Gastroenterology & Hepatology

March 2020 - Volume 16, Issue 3

Gastro-Hep News

Samantha Alleman


Esophageal DNA Test Granted US Food and Drug Administration Breakthrough Device Status

The US Food and Drug Administration (FDA) has granted Breakthrough Device status to an esophageal DNA test (EsoGuard Esophageal DNA Test, Lucid Diagnostics) designed to help identify patients at higher risk for dysplasia and esophageal adenocarcinoma due to chronic gastroesophageal reflux disease (GERD), according to a press release published online on February 11, 2020 by the company. Breakthrough designation expedites device development and assessment and allows devices to receive priority FDA review.

The test, which is commercially available as a Laboratory Developed Test, is performed on esophageal samples collected using the company’s EsoCheck Esophageal Cell Collection Device. The test uses next-generation sequen­cing of bisulfate-converted DNA to identify methylation at 31 different sites on the VIM and CCNA1 genes. A prior study of 408 patients reported a sensitivity and specificity greater than 90% at detecting Barrett esophagus, with and without dysplasia, and esophageal adenocarcinoma.

Two upcoming studies headed by lead investigator Dr Nicholas J. Shaheen will compare the esophageal DNA test to the gold standard of endoscopy with biopsies. The screening study will include GERD patients without a prior diagnosis of Barrett esophagus or eso­phageal adenocarcinoma, and the case-control study will include patients with a previous diagnosis of dysplastic or nondysplastic Barrett esophagus or esophageal adenocarcinoma.


Etrasimod More Effective Than Placebo for Patients With Moderately to Severely Active Ulcerative Colitis

Etrasimod (APD334, Arena Pharmaceuticals) 2 mg was more effective than placebo for improving modified Mayo Clinic scores and achieving endoscopic improvement in patients with moderately to severely active ulcerative colitis. Treatment with the oral, selective sphingosine 1-phosphate receptor modulator, which is currently in development for immune-mediated inflammatory disorders, also appeared to be generally safe and well tolerated among the study population.

Results of the phase 2, randomized, double-blind, parallel-group, placebo-controlled study were published in the February 2020 issue of Gastroenterology.

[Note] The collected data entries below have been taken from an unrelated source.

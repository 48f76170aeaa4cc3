use crate::config::Config;
use crate::image_reference::ImageReference;
use crate::transfer::{ImageTransfer, TransferError};
use anyhow::{Context, Result};
use async_trait::async_trait;
use base64::{Engine as _, engine::general_purpose::URL_SAFE};
use futures::StreamExt;
use reqwest::{Certificate, Client, Response};
use serde::{Deserialize, Serialize};
use std::fs;
use tracing::{debug, info, warn};

const REGISTRY_AUTH_HEADER: &str = "X-Registry-Auth";

/// Docker Engine API client used to copy images into the mirror registry.
///
/// Pull and push stream newline-delimited JSON progress messages; an error
/// message anywhere in the stream fails the operation.
pub struct DockerClient {
    http: Client,
    base_url: String,
    registry_auth: String,
}

#[derive(Serialize)]
struct AuthConfig<'a> {
    username: &'a str,
    password: &'a str,
    serveraddress: &'a str,
}

#[derive(Deserialize)]
struct DaemonError {
    message: String,
}

#[derive(Debug, Default, Deserialize)]
#[serde(rename_all = "camelCase")]
struct ProgressMessage {
    #[serde(default)]
    status: Option<String>,
    #[serde(default)]
    error: Option<String>,
    #[serde(default)]
    error_detail: Option<ErrorDetail>,
}

#[derive(Debug, Default, Deserialize)]
struct ErrorDetail {
    #[serde(default)]
    message: String,
}

pub fn create_client(config: &Config) -> Result<DockerClient> {
    info!("Initializing Docker Engine API client");
    // System certificates are loaded automatically with rustls-tls-native-roots
    let mut client_builder = Client::builder();

    for file_path in &config.docker.ca_certificate_paths {
        let file_content = fs::read(file_path)
            .with_context(|| format!("Failed to read file {}", file_path.display()))?;
        let cert = Certificate::from_pem(&file_content).context("Failed to parse certificate")?;
        client_builder = client_builder.add_root_certificate(cert);
    }

    let http = client_builder
        .build()
        .context("Failed to build HTTP client")?;

    if config.credentials.password.is_empty() {
        warn!("No registry password configured, pushes to the mirror are unauthenticated");
    }
    let registry_auth = encode_registry_auth(
        &config.credentials.username,
        config.credentials.password.expose_secret(),
        config.mirror.registry.as_deref().unwrap_or_default(),
    )?;

    let base_url = config.docker_host();
    info!("Using Docker Engine API at {}", base_url);

    Ok(DockerClient::from_parts(http, base_url, registry_auth))
}

fn encode_registry_auth(username: &str, password: &str, server: &str) -> Result<String> {
    let auth = AuthConfig {
        username,
        password,
        serveraddress: server,
    };
    let json = serde_json::to_vec(&auth).context("Failed to encode registry credentials")?;
    Ok(URL_SAFE.encode(json))
}

impl DockerClient {
    pub fn from_parts(http: Client, base_url: String, registry_auth: String) -> Self {
        Self {
            http,
            base_url: base_url.trim_end_matches('/').to_string(),
            registry_auth,
        }
    }

    async fn post(
        &self,
        path: &str,
        query: &[(&str, &str)],
        with_auth: bool,
    ) -> Result<Response, TransferError> {
        let url = format!("{}{}", self.base_url, path);
        debug!("POST {} {:?}", url, query);

        let mut request = self.http.post(&url).query(query);
        if with_auth {
            request = request.header(REGISTRY_AUTH_HEADER, &self.registry_auth);
        }
        let response = request.send().await?;

        if !response.status().is_success() {
            let status = response.status().as_u16();
            let body = response.text().await.unwrap_or_default();
            let message = serde_json::from_str::<DaemonError>(&body)
                .map(|e| e.message)
                .unwrap_or(body);
            return Err(TransferError::Status { status, message });
        }
        Ok(response)
    }

    async fn watch(response: Response) -> Result<(), TransferError> {
        let mut watcher = ProgressWatcher::default();
        let mut stream = response.bytes_stream();
        while let Some(chunk) = stream.next().await {
            watcher.feed(&chunk?)?;
        }
        watcher.finish()
    }
}

fn parse(image: &str) -> Result<ImageReference, TransferError> {
    ImageReference::parse(image).map_err(|source| TransferError::InvalidImage {
        image: image.to_string(),
        source,
    })
}

#[async_trait]
impl ImageTransfer for DockerClient {
    async fn pull(&self, image: &str) -> Result<(), TransferError> {
        let reference = parse(image)?;
        let response = self
            .post(
                "/images/create",
                &[
                    ("fromImage", reference.repository.as_str()),
                    ("tag", reference.tag_or_digest()),
                ],
                false,
            )
            .await?;
        Self::watch(response).await
    }

    async fn tag(&self, source: &str, target: &str) -> Result<(), TransferError> {
        parse(source)?;
        let target_reference = parse(target)?;
        self.post(
            &format!("/images/{}/tag", source),
            &[
                ("repo", target_reference.repository.as_str()),
                ("tag", target_reference.tag_or_digest()),
            ],
            false,
        )
        .await?;

        info!("'{}' successfully tagged as '{}'", source, target);
        Ok(())
    }

    async fn push(&self, image: &str) -> Result<(), TransferError> {
        let reference = parse(image)?;
        let response = self
            .post(
                &format!("/images/{}/push", reference.repository),
                &[("tag", reference.tag_or_digest())],
                true,
            )
            .await?;
        Self::watch(response).await
    }
}

/// Splits a progress stream into JSON lines and surfaces the first error message.
#[derive(Default)]
struct ProgressWatcher {
    buffer: Vec<u8>,
    last_status: String,
}

impl ProgressWatcher {
    fn feed(&mut self, chunk: &[u8]) -> Result<(), TransferError> {
        self.buffer.extend_from_slice(chunk);
        while let Some(pos) = self.buffer.iter().position(|b| *b == b'\n') {
            let line: Vec<u8> = self.buffer.drain(..=pos).collect();
            self.handle_line(&line)?;
        }
        Ok(())
    }

    fn finish(mut self) -> Result<(), TransferError> {
        let rest = std::mem::take(&mut self.buffer);
        self.handle_line(&rest)
    }

    fn handle_line(&mut self, line: &[u8]) -> Result<(), TransferError> {
        let line = line.trim_ascii();
        if line.is_empty() {
            return Ok(());
        }

        let message: ProgressMessage = serde_json::from_slice(line)?;
        if let Some(detail) = message.error_detail.filter(|d| !d.message.is_empty()) {
            return Err(TransferError::Stream(detail.message));
        }
        if let Some(error) = message.error.filter(|e| !e.is_empty()) {
            return Err(TransferError::Stream(error));
        }

        if let Some(status) = message.status.filter(|s| !s.is_empty()) {
            if !status.eq_ignore_ascii_case(&self.last_status) {
                debug!("{}", status);
                self.last_status = status;
            }
        }
        Ok(())
    }
}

Dr William J. Sandborn and colleagues enrolled 156 patients ages 18 to 80 years with ulcerative colitis and a modified Mayo Clinic score (including stool frequency, rectal bleeding, and endoscopy findings) of 4 to 9, endoscopic subscores of at least 2, and rectal bleeding subscores of at least 1. Exclusion criteria included disease limited to the rectum. Patients were randomly assigned to receive once-daily etrasimod 1 mg (n=52), etrasimod 2 mg (n=50), or placebo (n=54) for 12 weeks. The study, performed from October 15, 2015 through February 14, 2018 in 87 centers across 17 countries, had a primary endpoint of an increase in the mean improvement in modified Mayo Clinic scores from baseline to week 12. Secondary endpoints included the proportion of patients with endoscopic improvement (subscores of ≤1) from baseline to week 12.

A total of 141 (90.4%) patients completed the 12 weeks of treatment, with 15 patients discontinuing most commonly because of treatment-emergent adverse events. Every patient receiving etrasimod 2 mg met the primary and secondary endpoints. Compared to placebo, patients receiving etrasimod 1 mg and 2 mg had a greater increase in mean improvement in modified Mayo Clinic score from baseline (1 mg, nominal P=.15; 2 mg, P=.009). Additionally, 41.8% of patients receiving etrasimod 2 mg had endoscopic improvement vs 17.8% of patients receiving placebo (P=.003). Most adverse events were mild to moderate, although 3 patients in the etrasimod 1-mg group and 4 in the etrasimod 2-mg group discontinued treatment due to treatment-emergent adverse events. Three patients had a transient, asymptomatic, low-grade atrioventricular block that resolved spontaneously. 


In Brief

An investigational subcutaneous formulation of vedolizumab (Entyvio, Takeda) helped significantly more patients with moderately to severely active Crohn’s disease achieve clinical remission at week 52 compared to placebo (48.0% vs 34.3%; P=.008), according to data presented at the 15th Congress of the European Crohn’s and Colitis Organisation. The formulation has been submitted for regulatory review with several key regulatory authorities worldwide. J Crohns Colitis. 2020;14(suppl_1):S020-S021.